[[ Records provided open ]]

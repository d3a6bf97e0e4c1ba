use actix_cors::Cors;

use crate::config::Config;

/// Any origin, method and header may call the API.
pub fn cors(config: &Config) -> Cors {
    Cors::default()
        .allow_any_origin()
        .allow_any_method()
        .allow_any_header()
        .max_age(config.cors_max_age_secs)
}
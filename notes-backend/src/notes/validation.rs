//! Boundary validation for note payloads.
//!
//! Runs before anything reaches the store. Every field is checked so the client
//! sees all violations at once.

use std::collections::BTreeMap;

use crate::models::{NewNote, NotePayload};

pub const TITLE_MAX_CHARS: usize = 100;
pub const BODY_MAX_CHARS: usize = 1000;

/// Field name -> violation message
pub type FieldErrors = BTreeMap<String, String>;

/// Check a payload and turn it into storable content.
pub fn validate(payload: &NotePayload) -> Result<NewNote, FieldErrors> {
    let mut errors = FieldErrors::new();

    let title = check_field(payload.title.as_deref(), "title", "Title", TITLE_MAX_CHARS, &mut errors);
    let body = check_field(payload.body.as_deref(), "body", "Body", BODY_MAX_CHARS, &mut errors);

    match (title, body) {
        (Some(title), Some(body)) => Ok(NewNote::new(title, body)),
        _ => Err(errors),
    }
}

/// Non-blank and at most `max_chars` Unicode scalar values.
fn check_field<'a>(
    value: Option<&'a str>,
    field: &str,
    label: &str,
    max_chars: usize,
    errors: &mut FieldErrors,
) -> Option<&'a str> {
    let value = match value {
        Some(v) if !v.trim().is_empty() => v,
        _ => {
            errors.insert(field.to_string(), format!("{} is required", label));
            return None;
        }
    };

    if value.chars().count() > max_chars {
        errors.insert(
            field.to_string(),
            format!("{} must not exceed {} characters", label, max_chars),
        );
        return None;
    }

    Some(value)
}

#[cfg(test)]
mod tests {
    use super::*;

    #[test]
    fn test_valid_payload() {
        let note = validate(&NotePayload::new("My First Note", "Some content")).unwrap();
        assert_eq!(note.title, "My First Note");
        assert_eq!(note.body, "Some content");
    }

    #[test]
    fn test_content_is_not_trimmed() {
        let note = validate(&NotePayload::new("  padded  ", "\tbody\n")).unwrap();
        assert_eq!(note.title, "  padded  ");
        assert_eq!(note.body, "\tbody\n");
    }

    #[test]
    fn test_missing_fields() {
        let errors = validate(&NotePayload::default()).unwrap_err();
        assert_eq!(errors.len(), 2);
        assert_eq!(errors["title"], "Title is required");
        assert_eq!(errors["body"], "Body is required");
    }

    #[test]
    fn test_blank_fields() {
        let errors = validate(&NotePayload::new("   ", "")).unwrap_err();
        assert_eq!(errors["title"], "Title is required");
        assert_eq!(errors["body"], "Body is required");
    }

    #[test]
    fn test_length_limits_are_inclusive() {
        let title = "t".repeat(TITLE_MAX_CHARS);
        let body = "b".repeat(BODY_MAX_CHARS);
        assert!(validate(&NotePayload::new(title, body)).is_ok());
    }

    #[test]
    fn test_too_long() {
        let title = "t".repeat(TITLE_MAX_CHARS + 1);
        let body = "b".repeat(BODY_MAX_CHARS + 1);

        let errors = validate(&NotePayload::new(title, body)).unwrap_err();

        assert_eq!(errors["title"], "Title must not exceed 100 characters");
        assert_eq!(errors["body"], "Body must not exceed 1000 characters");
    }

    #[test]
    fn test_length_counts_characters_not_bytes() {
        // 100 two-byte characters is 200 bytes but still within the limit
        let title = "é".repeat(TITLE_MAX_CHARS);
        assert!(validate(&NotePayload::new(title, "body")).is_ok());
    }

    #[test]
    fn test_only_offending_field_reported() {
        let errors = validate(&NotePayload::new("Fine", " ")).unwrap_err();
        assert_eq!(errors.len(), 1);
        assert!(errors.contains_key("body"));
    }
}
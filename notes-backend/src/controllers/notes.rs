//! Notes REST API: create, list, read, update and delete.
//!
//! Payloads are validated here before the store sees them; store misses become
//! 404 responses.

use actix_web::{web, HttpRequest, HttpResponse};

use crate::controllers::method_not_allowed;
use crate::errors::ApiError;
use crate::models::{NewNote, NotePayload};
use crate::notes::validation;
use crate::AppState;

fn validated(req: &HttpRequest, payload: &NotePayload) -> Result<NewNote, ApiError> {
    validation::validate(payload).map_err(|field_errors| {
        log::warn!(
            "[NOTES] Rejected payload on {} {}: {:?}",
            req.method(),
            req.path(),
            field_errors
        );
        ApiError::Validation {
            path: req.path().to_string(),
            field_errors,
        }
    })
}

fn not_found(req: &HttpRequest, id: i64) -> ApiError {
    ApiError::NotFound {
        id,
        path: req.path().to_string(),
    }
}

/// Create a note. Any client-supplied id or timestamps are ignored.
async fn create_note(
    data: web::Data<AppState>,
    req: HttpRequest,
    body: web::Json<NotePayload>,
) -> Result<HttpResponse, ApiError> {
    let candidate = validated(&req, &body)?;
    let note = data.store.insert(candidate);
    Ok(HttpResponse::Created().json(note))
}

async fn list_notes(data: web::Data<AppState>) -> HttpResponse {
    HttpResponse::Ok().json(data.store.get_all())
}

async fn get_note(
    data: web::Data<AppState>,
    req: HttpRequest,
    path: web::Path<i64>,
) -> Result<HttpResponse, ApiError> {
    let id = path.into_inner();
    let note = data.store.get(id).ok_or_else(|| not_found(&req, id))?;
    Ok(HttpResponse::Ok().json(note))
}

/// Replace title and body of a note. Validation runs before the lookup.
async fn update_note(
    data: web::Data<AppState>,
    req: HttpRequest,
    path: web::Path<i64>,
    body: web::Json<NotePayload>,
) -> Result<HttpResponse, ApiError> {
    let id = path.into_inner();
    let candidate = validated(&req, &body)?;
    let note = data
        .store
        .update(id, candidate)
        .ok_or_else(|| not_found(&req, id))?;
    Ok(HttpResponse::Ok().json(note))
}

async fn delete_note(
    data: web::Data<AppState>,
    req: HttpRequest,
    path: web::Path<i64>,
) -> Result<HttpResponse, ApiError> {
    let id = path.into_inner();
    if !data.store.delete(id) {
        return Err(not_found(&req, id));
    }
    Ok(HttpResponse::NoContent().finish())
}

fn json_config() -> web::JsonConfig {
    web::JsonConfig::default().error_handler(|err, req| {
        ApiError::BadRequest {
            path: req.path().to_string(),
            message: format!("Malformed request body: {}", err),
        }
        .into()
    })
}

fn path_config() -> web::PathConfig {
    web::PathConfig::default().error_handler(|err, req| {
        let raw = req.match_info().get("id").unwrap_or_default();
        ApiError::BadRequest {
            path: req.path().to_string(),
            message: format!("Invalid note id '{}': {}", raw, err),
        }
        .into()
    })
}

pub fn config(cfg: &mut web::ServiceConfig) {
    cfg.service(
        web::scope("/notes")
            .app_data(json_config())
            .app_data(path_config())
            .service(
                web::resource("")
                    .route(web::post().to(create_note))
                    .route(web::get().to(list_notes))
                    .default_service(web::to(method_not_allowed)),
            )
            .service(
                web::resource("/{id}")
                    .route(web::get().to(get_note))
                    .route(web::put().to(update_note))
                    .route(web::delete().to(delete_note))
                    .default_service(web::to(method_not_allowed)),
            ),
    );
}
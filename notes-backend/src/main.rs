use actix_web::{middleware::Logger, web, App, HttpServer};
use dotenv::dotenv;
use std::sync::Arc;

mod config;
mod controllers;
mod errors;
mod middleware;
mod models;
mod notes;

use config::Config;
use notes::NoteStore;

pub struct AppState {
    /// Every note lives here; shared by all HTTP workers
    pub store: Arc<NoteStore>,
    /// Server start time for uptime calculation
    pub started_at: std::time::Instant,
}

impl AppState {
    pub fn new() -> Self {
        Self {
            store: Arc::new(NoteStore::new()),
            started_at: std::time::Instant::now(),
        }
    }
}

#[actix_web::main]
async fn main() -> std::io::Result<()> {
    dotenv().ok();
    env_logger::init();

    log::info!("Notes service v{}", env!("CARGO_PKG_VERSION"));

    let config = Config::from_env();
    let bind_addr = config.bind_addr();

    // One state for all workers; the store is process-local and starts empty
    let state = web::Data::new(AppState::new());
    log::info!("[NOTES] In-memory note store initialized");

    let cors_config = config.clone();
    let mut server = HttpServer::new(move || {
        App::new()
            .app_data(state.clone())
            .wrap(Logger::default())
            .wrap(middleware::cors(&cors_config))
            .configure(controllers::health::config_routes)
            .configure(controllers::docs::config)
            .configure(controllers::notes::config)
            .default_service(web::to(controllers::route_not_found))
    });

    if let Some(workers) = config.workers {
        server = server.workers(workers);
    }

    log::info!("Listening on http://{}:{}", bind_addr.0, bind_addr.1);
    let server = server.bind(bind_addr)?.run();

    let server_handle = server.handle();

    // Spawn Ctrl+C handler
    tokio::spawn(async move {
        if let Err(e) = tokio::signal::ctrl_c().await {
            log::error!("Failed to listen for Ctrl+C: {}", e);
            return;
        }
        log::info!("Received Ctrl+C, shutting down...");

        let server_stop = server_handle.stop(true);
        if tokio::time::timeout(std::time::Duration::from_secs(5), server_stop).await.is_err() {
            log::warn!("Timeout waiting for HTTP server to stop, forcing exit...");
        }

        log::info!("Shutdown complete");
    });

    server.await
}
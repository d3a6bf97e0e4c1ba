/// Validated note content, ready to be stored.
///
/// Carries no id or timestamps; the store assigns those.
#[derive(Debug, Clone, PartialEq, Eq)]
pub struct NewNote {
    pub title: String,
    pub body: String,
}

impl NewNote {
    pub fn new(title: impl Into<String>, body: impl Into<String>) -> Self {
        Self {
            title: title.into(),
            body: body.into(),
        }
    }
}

[[ Records provided closed ]]
[[ Records provided open ]]

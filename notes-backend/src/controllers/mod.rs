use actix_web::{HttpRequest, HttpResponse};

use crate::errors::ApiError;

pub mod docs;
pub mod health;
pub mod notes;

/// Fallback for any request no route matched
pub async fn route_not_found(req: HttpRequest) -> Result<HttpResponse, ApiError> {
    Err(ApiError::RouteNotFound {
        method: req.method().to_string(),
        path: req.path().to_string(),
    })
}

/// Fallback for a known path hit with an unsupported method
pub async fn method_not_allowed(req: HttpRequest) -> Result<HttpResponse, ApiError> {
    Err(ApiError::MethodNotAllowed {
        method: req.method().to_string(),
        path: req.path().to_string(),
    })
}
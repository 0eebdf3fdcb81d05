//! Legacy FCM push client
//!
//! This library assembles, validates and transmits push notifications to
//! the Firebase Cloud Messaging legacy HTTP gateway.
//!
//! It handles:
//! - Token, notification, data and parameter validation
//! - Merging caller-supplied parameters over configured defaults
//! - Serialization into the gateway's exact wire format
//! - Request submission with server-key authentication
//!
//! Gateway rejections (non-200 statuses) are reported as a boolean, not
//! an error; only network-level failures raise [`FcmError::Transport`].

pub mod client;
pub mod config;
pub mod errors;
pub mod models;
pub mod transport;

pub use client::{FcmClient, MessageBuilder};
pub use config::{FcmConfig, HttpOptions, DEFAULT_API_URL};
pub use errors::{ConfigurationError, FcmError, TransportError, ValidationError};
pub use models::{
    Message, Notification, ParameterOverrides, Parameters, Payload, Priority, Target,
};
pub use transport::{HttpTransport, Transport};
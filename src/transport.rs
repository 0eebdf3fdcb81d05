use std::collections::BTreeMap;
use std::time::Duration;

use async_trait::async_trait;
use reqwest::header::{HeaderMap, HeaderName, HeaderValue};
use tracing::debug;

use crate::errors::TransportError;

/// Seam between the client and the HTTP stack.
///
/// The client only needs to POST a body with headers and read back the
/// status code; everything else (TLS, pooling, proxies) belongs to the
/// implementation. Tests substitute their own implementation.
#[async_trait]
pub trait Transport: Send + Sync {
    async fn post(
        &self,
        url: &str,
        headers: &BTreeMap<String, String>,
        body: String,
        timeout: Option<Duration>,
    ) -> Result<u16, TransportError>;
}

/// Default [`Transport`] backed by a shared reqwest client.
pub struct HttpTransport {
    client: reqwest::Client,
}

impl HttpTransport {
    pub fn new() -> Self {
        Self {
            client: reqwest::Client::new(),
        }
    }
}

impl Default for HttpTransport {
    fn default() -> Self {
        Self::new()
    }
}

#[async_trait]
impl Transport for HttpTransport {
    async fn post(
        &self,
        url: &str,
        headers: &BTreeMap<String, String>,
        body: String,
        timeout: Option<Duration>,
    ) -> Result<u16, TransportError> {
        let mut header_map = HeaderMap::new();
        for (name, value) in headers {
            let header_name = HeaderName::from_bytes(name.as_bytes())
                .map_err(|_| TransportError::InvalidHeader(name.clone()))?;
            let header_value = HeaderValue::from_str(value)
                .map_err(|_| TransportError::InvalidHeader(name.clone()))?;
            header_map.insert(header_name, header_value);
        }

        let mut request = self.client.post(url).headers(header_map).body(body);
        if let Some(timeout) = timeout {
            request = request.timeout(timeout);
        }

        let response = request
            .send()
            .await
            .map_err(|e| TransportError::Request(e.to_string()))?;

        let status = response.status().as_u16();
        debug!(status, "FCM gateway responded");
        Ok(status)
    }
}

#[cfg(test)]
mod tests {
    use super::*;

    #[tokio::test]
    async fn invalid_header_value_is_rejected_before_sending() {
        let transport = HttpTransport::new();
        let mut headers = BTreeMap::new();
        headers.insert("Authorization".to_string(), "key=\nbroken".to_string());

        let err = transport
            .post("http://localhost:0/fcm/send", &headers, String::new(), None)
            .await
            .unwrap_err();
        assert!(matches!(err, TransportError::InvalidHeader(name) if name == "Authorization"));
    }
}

[[ Records provided closed ]]

**What is required:** Scan the lines above for "usize", then copy every one that has it.

**Answer for this exercise:**
pub const TITLE_MAX_CHARS: usize = 100;
pub const BODY_MAX_CHARS: usize = 1000;
    max_chars: usize,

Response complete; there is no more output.